Dataset entries:
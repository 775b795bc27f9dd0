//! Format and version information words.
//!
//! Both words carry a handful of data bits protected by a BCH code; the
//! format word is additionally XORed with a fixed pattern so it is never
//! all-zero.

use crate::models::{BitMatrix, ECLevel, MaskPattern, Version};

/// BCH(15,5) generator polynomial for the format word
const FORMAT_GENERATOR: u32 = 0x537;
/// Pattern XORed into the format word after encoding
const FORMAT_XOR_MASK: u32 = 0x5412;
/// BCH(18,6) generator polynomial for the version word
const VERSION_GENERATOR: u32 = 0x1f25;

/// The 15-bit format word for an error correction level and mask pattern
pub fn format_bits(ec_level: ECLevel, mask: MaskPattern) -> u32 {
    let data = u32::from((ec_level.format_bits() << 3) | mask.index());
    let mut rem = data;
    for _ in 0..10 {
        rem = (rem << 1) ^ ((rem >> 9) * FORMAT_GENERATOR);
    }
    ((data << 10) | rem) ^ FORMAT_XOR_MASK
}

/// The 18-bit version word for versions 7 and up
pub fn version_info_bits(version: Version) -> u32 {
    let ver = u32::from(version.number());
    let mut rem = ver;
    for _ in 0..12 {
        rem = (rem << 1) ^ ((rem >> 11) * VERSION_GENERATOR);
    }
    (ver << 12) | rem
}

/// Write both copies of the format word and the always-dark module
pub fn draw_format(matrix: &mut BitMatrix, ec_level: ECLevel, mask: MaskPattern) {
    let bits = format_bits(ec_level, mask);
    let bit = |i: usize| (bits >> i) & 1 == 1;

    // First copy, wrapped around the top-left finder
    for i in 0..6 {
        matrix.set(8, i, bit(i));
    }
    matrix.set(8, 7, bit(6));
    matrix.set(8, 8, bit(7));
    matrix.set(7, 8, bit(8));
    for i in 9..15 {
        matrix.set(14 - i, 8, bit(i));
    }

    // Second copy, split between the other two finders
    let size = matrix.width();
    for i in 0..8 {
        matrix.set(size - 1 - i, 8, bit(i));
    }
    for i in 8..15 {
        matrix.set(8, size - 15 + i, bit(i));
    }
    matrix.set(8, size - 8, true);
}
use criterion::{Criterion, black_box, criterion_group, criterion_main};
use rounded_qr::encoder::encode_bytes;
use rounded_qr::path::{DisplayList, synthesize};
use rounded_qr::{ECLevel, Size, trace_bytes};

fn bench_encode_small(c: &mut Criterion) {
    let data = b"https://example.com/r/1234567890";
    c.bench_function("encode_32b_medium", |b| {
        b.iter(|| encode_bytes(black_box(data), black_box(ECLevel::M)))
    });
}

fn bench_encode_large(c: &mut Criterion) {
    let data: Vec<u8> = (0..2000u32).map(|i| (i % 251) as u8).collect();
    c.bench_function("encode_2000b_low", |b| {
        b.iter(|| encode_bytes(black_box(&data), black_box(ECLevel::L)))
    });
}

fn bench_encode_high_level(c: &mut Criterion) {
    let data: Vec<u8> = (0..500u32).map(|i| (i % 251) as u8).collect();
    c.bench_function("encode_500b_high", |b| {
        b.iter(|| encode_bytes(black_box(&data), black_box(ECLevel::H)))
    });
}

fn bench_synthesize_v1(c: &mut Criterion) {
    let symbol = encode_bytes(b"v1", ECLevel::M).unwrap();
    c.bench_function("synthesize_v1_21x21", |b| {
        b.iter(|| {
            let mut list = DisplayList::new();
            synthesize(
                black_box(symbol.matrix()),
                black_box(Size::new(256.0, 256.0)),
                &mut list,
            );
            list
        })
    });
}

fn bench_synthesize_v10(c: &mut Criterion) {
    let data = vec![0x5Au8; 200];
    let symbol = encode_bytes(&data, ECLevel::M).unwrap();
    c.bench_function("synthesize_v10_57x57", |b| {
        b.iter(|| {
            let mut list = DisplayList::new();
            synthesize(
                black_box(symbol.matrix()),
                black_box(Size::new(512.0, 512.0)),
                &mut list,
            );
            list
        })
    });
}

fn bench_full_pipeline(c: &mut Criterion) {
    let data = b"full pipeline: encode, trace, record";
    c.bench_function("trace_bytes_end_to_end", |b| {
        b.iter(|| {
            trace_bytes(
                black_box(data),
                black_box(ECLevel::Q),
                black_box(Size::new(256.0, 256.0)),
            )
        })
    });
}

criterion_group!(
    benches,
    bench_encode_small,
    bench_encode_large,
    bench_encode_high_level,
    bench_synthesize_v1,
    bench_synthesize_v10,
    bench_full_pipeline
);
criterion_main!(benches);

■ **TASK DIRECTIONS**:
Restate the records from above exactly as they read.

■ **ANSWER FOR THIS EXERCISE**:
repository 775b795bc27f9dd0
//! Format and version information words.
//!
//! Both words carry a handful of data bits protected by a BCH code; the
//! format word is additionally XORed with a fixed pattern so it is never
//! all-zero.

use crate::models::{BitMatrix, ECLevel, MaskPattern, Version};

/// BCH(15,5) generator polynomial for the format word
const FORMAT_GENERATOR: u32 = 0x537;
/// Pattern XORed into the format word after encoding
const FORMAT_XOR_MASK: u32 = 0x5412;
/// BCH(18,6) generator polynomial for the version word
const VERSION_GENERATOR: u32 = 0x1f25;

/// The 15-bit format word for an error correction level and mask pattern
pub fn format_bits(ec_level: ECLevel, mask: MaskPattern) -> u32 {
    let data = u32::from((ec_level.format_bits() << 3) | mask.index());
    let mut rem = data;
    for _ in 0..10 {
        rem = (rem << 1) ^ ((rem >> 9) * FORMAT_GENERATOR);
    }
    ((data << 10) | rem) ^ FORMAT_XOR_MASK
}

/// The 18-bit version word for versions 7 and up
pub fn version_info_bits(version: Version) -> u32 {
    let ver = u32::from(version.number());
    let mut rem = ver;
    for _ in 0..12 {
        rem = (rem << 1) ^ ((rem >> 11) * VERSION_GENERATOR);
    }
    (ver << 12) | rem
}

/// Write both copies of the format word and the always-dark module
pub fn draw_format(matrix: &mut BitMatrix, ec_level: ECLevel, mask: MaskPattern) {
    let bits = format_bits(ec_level, mask);
    let bit = |i: usize| (bits >> i) & 1 == 1;

    // First copy, wrapped around the top-left finder
    for i in 0..6 {
        matrix.set(8, i, bit(i));
    }
    matrix.set(8, 7, bit(6));
    matrix.set(8, 8, bit(7));
    matrix.set(7, 8, bit(8));
    for i in 9..15 {
        matrix.set(14 - i, 8, bit(i));
    }

    // Second copy, split between the other two finders
    let size = matrix.width();
    for i in 0..8 {
        matrix.set(size - 1 - i, 8, bit(i));
    }
    for i in 8..15 {
        matrix.set(8, size - 15 + i, bit(i));
    }
    matrix.set(8, size - 8, true);
}
use criterion::{Criterion, black_box, criterion_group, criterion_main};
use rounded_qr::encoder::encode_bytes;
use rounded_qr::path::{DisplayList, synthesize};
use rounded_qr::{ECLevel, Size, trace_bytes};

fn bench_encode_small(c: &mut Criterion) {
    let data = b"https://example.com/r/1234567890";
    c.bench_function("encode_32b_medium", |b| {
        b.iter(|| encode_bytes(black_box(data), black_box(ECLevel::M)))
    });
}

fn bench_encode_large(c: &mut Criterion) {
    let data: Vec<u8> = (0..2000u32).map(|i| (i % 251) as u8).collect();
    c.bench_function("encode_2000b_low", |b| {
        b.iter(|| encode_bytes(black_box(&data), black_box(ECLevel::L)))
    });
}

fn bench_encode_high_level(c: &mut Criterion) {
    let data: Vec<u8> = (0..500u32).map(|i| (i % 251) as u8).collect();
    c.bench_function("encode_500b_high", |b| {
        b.iter(|| encode_bytes(black_box(&data), black_box(ECLevel::H)))
    });
}

fn bench_synthesize_v1(c: &mut Criterion) {
    let symbol = encode_bytes(b"v1", ECLevel::M).unwrap();
    c.bench_function("synthesize_v1_21x21", |b| {
        b.iter(|| {
            let mut list = DisplayList::new();
            synthesize(
                black_box(symbol.matrix()),
                black_box(Size::new(256.0, 256.0)),
                &mut list,
            );
            list
        })
    });
}

fn bench_synthesize_v10(c: &mut Criterion) {
    let data = vec![0x5Au8; 200];
    let symbol = encode_bytes(&data, ECLevel::M).unwrap();
    c.bench_function("synthesize_v10_57x57", |b| {
        b.iter(|| {
            let mut list = DisplayList::new();
            synthesize(
                black_box(symbol.matrix()),
                black_box(Size::new(512.0, 512.0)),
                &mut list,
            );
            list
        })
    });
}

fn bench_full_pipeline(c: &mut Criterion) {
    let data = b"full pipeline: encode, trace, record";
    c.bench_function("trace_bytes_end_to_end", |b| {
        b.iter(|| {
            trace_bytes(
                black_box(data),
                black_box(ECLevel::Q),
                black_box(Size::new(256.0, 256.0)),
            )
        })
    });
}

criterion_group!(
    benches,
    bench_encode_small,
    bench_encode_large,
    bench_encode_high_level,
    bench_synthesize_v1,
    bench_synthesize_v10,
    bench_full_pipeline
);
criterion_main!(benches);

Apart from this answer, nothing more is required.